Evaluate the use of biomedical, individual and group approaches to treatment

 

 

Evaluation of a biomedical treatment of depression

 

Drugs are nearly always part of the treatment for severe depression. The biomedical approach to the treatment of depression is under debate. The most common treatment for depression includes drugs. Anti-depressants may reduce depressive symptoms but they have side effects and do not cure patients. Studies indicate that the placebo effect could account for the effectiveness of medication.

 

Some researchers and psychiatrists now criticize the heavy use of medication on the grounds that it is not well known how it affects the brain long term (see Neale et al. 2001).

There is also increasing criticism of the role of pharmaceutical companies and their marketing of antidepressants, which has led to an increase in the prescription of SSRI.

 

Leuchter et al. (2002) Changes in brain function during treatment with placebo

 

         The study examined brain function in 51 patients with depression who received either a placebo or an active medication. An EEG was used to compare brain function in the two groups. The design was double-blind and ran over nine weeks. The study used two different SSRI, which were randomly allocated to the participants.

 

         Results showed a significant increase in activity in the prefrontal cortex nearly from the beginning in the trial in the placebo group. This pattern was different from the patients who were treated with the SSRI but patients in both groups got better. This indicates that medication is effective but placebo seems just as effective.

 

         The findings from the study are intriguing. The difference in activity in the brain indicates that the brain is perhaps able to heal itself since there was a positive effect in both groups. Believing they are being treated could be enough for some patients.

 

Kirsch et al. (2008) Meta-analysis of clinical trials

 

This meta-analysis used clinical trials of the six most used anti-depressants (including Prozac) approved between 1987 and 1999.

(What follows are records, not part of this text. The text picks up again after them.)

use std::{fs, path::Path, str::FromStr};

use comms::{MAX_FRAME_LEN, specs::machine_learning::ModuleSpec};
use machine_learning::zoo::{self, Arch, NUM_STAGES};
use serde::{Deserialize, Serialize};

use super::Adapter;
use crate::error::{OrchestratorError, Result};

/// Room left in a frame for everything but the tensor.
const FRAME_HEADROOM: usize = 1 << 16;

/// The environment variable pointing at a JSON run config.
pub const CONFIG_ENV: &str = "PIPELINE_CONFIG";

/// Everything a training run is parameterized by.
///
/// Every field has a default, so a config file only needs the ones it changes.
#[derive(Debug, Clone, PartialEq, Serialize, Deserialize)]
#[serde(default)]
pub struct RunConfig {
    pub arch: Arch,
    pub num_batches: usize,
    pub batch_size: usize,
    /// `(height, width)` of the random input images.
    pub image_size: (usize, usize),
    pub num_classes: usize,
    pub hidden_features: usize,
    pub dropout: f32,
    pub learning_rate: f32,
    /// Zero for plain gradient descent.
    pub momentum: f32,
    /// The launcher runs the whole world once per split size.
    pub split_sizes: Vec<usize>,
    pub world_size: usize,
    pub master_addr: String,
    pub master_port: u16,
    pub num_worker_threads: usize,
    /// Zero disables the call deadline.
    pub rpc_timeout_secs: u64,
    pub init_timeout_secs: u64,
    pub seed: Option<u64>,
}

impl Default for RunConfig {
    fn default() -> Self {
        Self {
            arch: Arch::AlexNet,
            num_batches: 1,
            batch_size: 128,
            image_size: (128, 128),
            num_classes: 1000,
            hidden_features: 4096,
            dropout: 0.5,
            learning_rate: 0.05,
            momentum: 0.0,
            split_sizes: vec![16],
            world_size: 5,
            master_addr: "localhost".into(),
            master_port: 29500,
            num_worker_threads: 256,
            rpc_timeout_secs: 600,
            init_timeout_secs: 60,
            seed: None,
        }
    }
}

impl RunConfig {
    /// Loads the run config of this process.
    ///
    /// Starts from the file `PIPELINE_CONFIG` points at, if any, and applies the
    /// environment overrides on top.
    pub fn load() -> Result<Self> {
        Self::load_with(|key| std::env::var(key).ok())
    }

    /// Same as `load`, reading variables through `var`.
    pub fn load_with<F>(var: F) -> Result<Self>
    where
        F: Fn(&str) -> Option<String>,
    {
        let mut config = match var(CONFIG_ENV) {
            Some(path) => Self::from_file(path)?,
            None => Self::default(),
        };

        config.apply_env(var)?;
        config.validate()?;
        Ok(config)
    }

    /// Reads a JSON config file.
    pub fn from_file<P: AsRef<Path>>(path: P) -> Result<Self> {
        let raw = fs::read_to_string(path)?;
        Ok(serde_json::from_str(&raw)?)
    }

    /// Overrides fields with `ARCH`, `MASTER_ADDR`, `MASTER_PORT` and `WORLD_SIZE`.
    pub fn apply_env<F>(&mut self, var: F) -> Result<()>
    where
        F: Fn(&str) -> Option<String>,
    {
        if let Some(arch) = var("ARCH") {
            self.arch = arch.parse().map_err(OrchestratorError::InvalidConfig)?;
        }
        if let Some(addr) = var("MASTER_ADDR") {
            self.master_addr = addr;
        }
        if let Some(port) = var("MASTER_PORT") {
            self.master_port = parse_var("MASTER_PORT", &port)?;
        }
        if let Some(world_size) = var("WORLD_SIZE") {
            self.world_size = parse_var("WORLD_SIZE", &world_size)?;
        }

        Ok(())
    }

    /// Checks the config can drive a run.
    pub fn validate(&self) -> Result<()> {
        let invalid = |msg: String| Err(OrchestratorError::InvalidConfig(msg));

        if self.world_size <= NUM_STAGES {
            return invalid(format!(
                "world size must be at least {}, one master and {NUM_STAGES} stages, got {}",
                NUM_STAGES + 1,
                self.world_size
            ));
        }
        if self.batch_size == 0 {
            return invalid("batch size must be positive".into());
        }
        if self.split_sizes.is_empty() {
            return invalid("at least one split size is needed".into());
        }
        if let Some(split_size) = self.split_sizes.iter().find(|&&s| s == 0 || s > self.batch_size) {
            return invalid(format!(
                "split size {split_size} must be within 1 and the batch size {}",
                self.batch_size
            ));
        }
        if self.num_classes == 0 || self.hidden_features == 0 {
            return invalid("the classifier needs positive widths".into());
        }
        if !(0.0..1.0).contains(&self.dropout) {
            return invalid(format!("dropout must be within [0, 1), got {}", self.dropout));
        }
        if !self.learning_rate.is_finite() || self.learning_rate <= 0.0 {
            return invalid(format!(
                "learning rate must be positive, got {}",
                self.learning_rate
            ));
        }
        if !(0.0..1.0).contains(&self.momentum) {
            return invalid(format!("momentum must be within [0, 1), got {}", self.momentum));
        }

        self.validate_micro_batches()
    }

    /// Every micro-batch crossing a stage boundary must fit in a single frame.
    fn validate_micro_batches(&self) -> Result<()> {
        let stages = zoo::stages(self.arch, &Adapter::new().net_config(self))
            .map_err(|e| OrchestratorError::InvalidConfig(e.to_string()))?;

        let widest = stages
            .iter()
            .map(|spec| match spec {
                ModuleSpec::Sequential { input_shape, .. } => input_shape.iter().product::<usize>(),
            })
            .max()
            .unwrap_or_default();
        let split_size = self.split_sizes.iter().copied().max().unwrap_or_default();

        let bytes = widest
            .saturating_mul(split_size)
            .saturating_mul(size_of::<f32>());
        if bytes > MAX_FRAME_LEN - FRAME_HEADROOM {
            return Err(OrchestratorError::InvalidConfig(format!(
                "micro-batches of {split_size} need {bytes} bytes frames, the limit is {MAX_FRAME_LEN}"
            )));
        }

        Ok(())
    }
}

/// Parses an environment variable, naming it in the error.
pub fn parse_var<T: FromStr>(key: &str, value: &str) -> Result<T> {
    value
        .trim()
        .parse()
        .map_err(|_| OrchestratorError::InvalidConfig(format!("{key}={value:?} is not valid")))
}
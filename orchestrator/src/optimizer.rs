use std::collections::BTreeMap;

use comms::specs::{
    machine_learning::OptimizerSpec,
    rpc::{Call, GlobalId, ParamRef},
};
use futures::future::try_join_all;
use log::debug;
use rpc::RpcAgent;

use crate::error::Result;

/// An optimizer over parameters living in several processes.
///
/// Each owner holds an optimizer over its own parameters, a step updates all of them
/// with the gradients accumulated within an autograd context.
pub struct DistributedOptimizer {
    agent: RpcAgent,
    /// The remote optimizer id of every owner.
    remotes: BTreeMap<usize, GlobalId>,
}

impl DistributedOptimizer {
    /// Creates the remote optimizers.
    ///
    /// # Arguments
    /// * `agent` - The agent of the master.
    /// * `spec` - The optimizer every owner runs.
    /// * `params` - The parameters to optimize, grouped by owner.
    pub async fn new(agent: RpcAgent, spec: OptimizerSpec, params: Vec<ParamRef>) -> Result<Self> {
        let mut by_owner: BTreeMap<usize, Vec<ParamRef>> = BTreeMap::new();
        for param in params {
            by_owner.entry(param.owner).or_default().push(param);
        }

        let remotes: BTreeMap<_, _> = by_owner
            .keys()
            .map(|&owner| (owner, agent.next_id()))
            .collect();

        let calls = by_owner.into_iter().map(|(owner, params)| {
            debug!(owner = owner, params = params.len(); "creating remote optimizer");
            let call = Call::CreateOptimizer {
                optimizer: remotes[&owner],
                spec,
                params,
            };
            agent.rpc_async(owner, call, None)
        });

        for output in try_join_all(calls).await? {
            output.into_ack()?;
        }

        Ok(Self { agent, remotes })
    }

    /// Updates every parameter with its gradient within `ctx`.
    pub async fn step(&self, ctx: GlobalId) -> Result<()> {
        let calls = self.remotes.iter().map(|(&owner, &optimizer)| {
            self.agent
                .rpc_async(owner, Call::OptimizerStep { optimizer, ctx }, None)
        });

        for output in try_join_all(calls).await? {
            output.into_ack()?;
        }

        Ok(())
    }
}
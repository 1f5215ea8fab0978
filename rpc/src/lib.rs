//! A small rpc framework over tokio TCP: rank rendezvous, request/response calls
//! between every pair of processes and remote references to tensors.

mod agent;
mod client;
mod error;
mod handler;
mod options;
mod rendezvous;
mod server;
pub mod store;
mod tensor;

use std::sync::Arc;

use comms::msg::{Command, Msg};
use log::info;

pub use agent::{RpcAgent, RpcFuture};
pub use error::{Result, RpcErr};
pub use handler::{NoopHandler, RpcHandler, RpcOutput};
pub use options::RpcBackendOptions;

/// Joins the world and starts serving calls.
///
/// Rank 0 is the master: it listens on the master address until the other
/// `world_size - 1` ranks joined. Every other rank dials it, retrying until the
/// init timeout elapses.
///
/// # Arguments
/// * `name` - The name of this process, unique in the world.
/// * `rank` - The rank of this process.
/// * `world_size` - The amount of processes.
/// * `options` - The backend options.
/// * `handler` - Runs the calls this process receives.
///
/// # Returns
/// The agent of this process.
pub async fn init_rpc(
    name: impl Into<String>,
    rank: usize,
    world_size: usize,
    options: RpcBackendOptions,
    handler: Arc<dyn RpcHandler>,
) -> Result<RpcAgent> {
    if rank >= world_size {
        return Err(RpcErr::InvalidRank { rank, world_size });
    }

    let name = name.into();
    let rendezvous = match rank {
        0 => rendezvous::master(&name, world_size, &options).await?,
        _ => rendezvous::worker(&name, rank, world_size, &options).await?,
    };

    let agent = RpcAgent::new(
        rank,
        name,
        rendezvous.peers,
        options,
        handler,
        rendezvous.control,
    );
    agent.spawn_acceptor(rendezvous.listener);

    info!(rank = rank, world_size = world_size; "rpc agent ready");
    Ok(agent)
}

pub(crate) fn msg_kind(msg: &Msg<'_>) -> &'static str {
    match msg {
        Msg::Control(Command::Join { .. }) => "join",
        Msg::Control(Command::Roster { .. }) => "roster",
        Msg::Control(Command::Hello { .. }) => "hello",
        Msg::Control(Command::Shutdown) => "shutdown",
        Msg::Control(Command::Disconnect) => "disconnect",
        Msg::Request(_) => "request",
        Msg::Response(_) => "response",
        Msg::Err(_) => "err",
    }
}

         The study analyzed all clinical trials of anti-depressants submitted to the FDA (US Food and Drug Administration).

         The results showed that the overall effect of new-generation anti-depressant medication (SSRI) was below the recommended criteria for clinical significance. This indicates that placebo may be just as effective.

         The highest effect of the medication was in the most severe cases of depression but the researchers speculate whether this is a real effect or due to a decrease in responsiveness to placebo rather than an increase in responsiveness to medication.

         According to the researchers, the placebo effect may account for any observed effect and they are very skeptical about the increasing use of anti- depressants on the basis of the results of the clinical trials.

 

Evaluation of an individual approach to the treatment of depression

 

Individual treatments are normally effective. Cognitive theories have been criticized for focusing too much on symptoms (distorted thinking patterns) rather than causes of depression.

 

The combination of behavioral techniques with cognitive restructuring in CBT seems to be effective, even in the absence of medication (Luty et al. 2007). Studies that combine medication with CBT have good results, see (Paykel et al. 1999).

 

Elkin et al. (1989) Controlled outcome study of treatment for depression.

 

         The study is one of the best controlled outcome studies in depression. It involved 280 patients diagnosed with major depression who were randomly assigned to either (1) an anti-depressant drug plus the normal clinical management, (2) a placebo plus the normal clinical management, (3) CBT or (4) IPT. The treatment ran for 16 weeks and the patients were assessed at the start, after six weeks, and after 18 months.

         The results showed a reduction of depressive symptoms of over 50% in the therapy groups and in the drug group. Only 29% recovered in the placebo group. There was no difference in the effectiveness of CBT, IPT or anti-depressant treatment. This indicates that psychotherapy might be an alternative in some cases.

         The recovery rate for therapy (psychological and drug) was only 50% in this study so neither of the treatments can guarantee recovery for all patients.

 

Evaluation of a group approach to treatment of depression

 

         Group therapy has been used to treat depression but it may not be appropriate as the only therapy and it should only be used when clients are positive about treatment in a group.

         Modern forms of group therapy include ideas from Buddhism and ideas from cognitive therapy. It seems to be a promising way to treat depression but it may be suitable only for clients who are not severely depressed.

 

McDermut et al. (2001) Meta-analysis on effectiveness of group therapy for depression

 

         The study was a meta-analysis based on 48 studies published between 1970 and 1998. The patientsí mean age was 44 years and 78% of patients were women. All but one study included a cognitive and/or behavioral treatment group.

         Results showed that 45 of the 48 studies reported that group psychotherapy was effective for reducing depressive symptoms. The overall results showed that group psychotherapy was more effective than no treatment around 19 weeks after the end of treatment. Nine studies showed that individual and group psychotherapy were equally effective.

         The conclusion was that there is sound empirical support that group therapy is effective for relieving depressive symptoms. Truax (2001) commented on the results saying that group therapy should only be used when clients are positive about treatment in a group. The meta-analysis did not include severely depressed and suicidal patients in the study so it is not possible to conclude anything in relation to this group.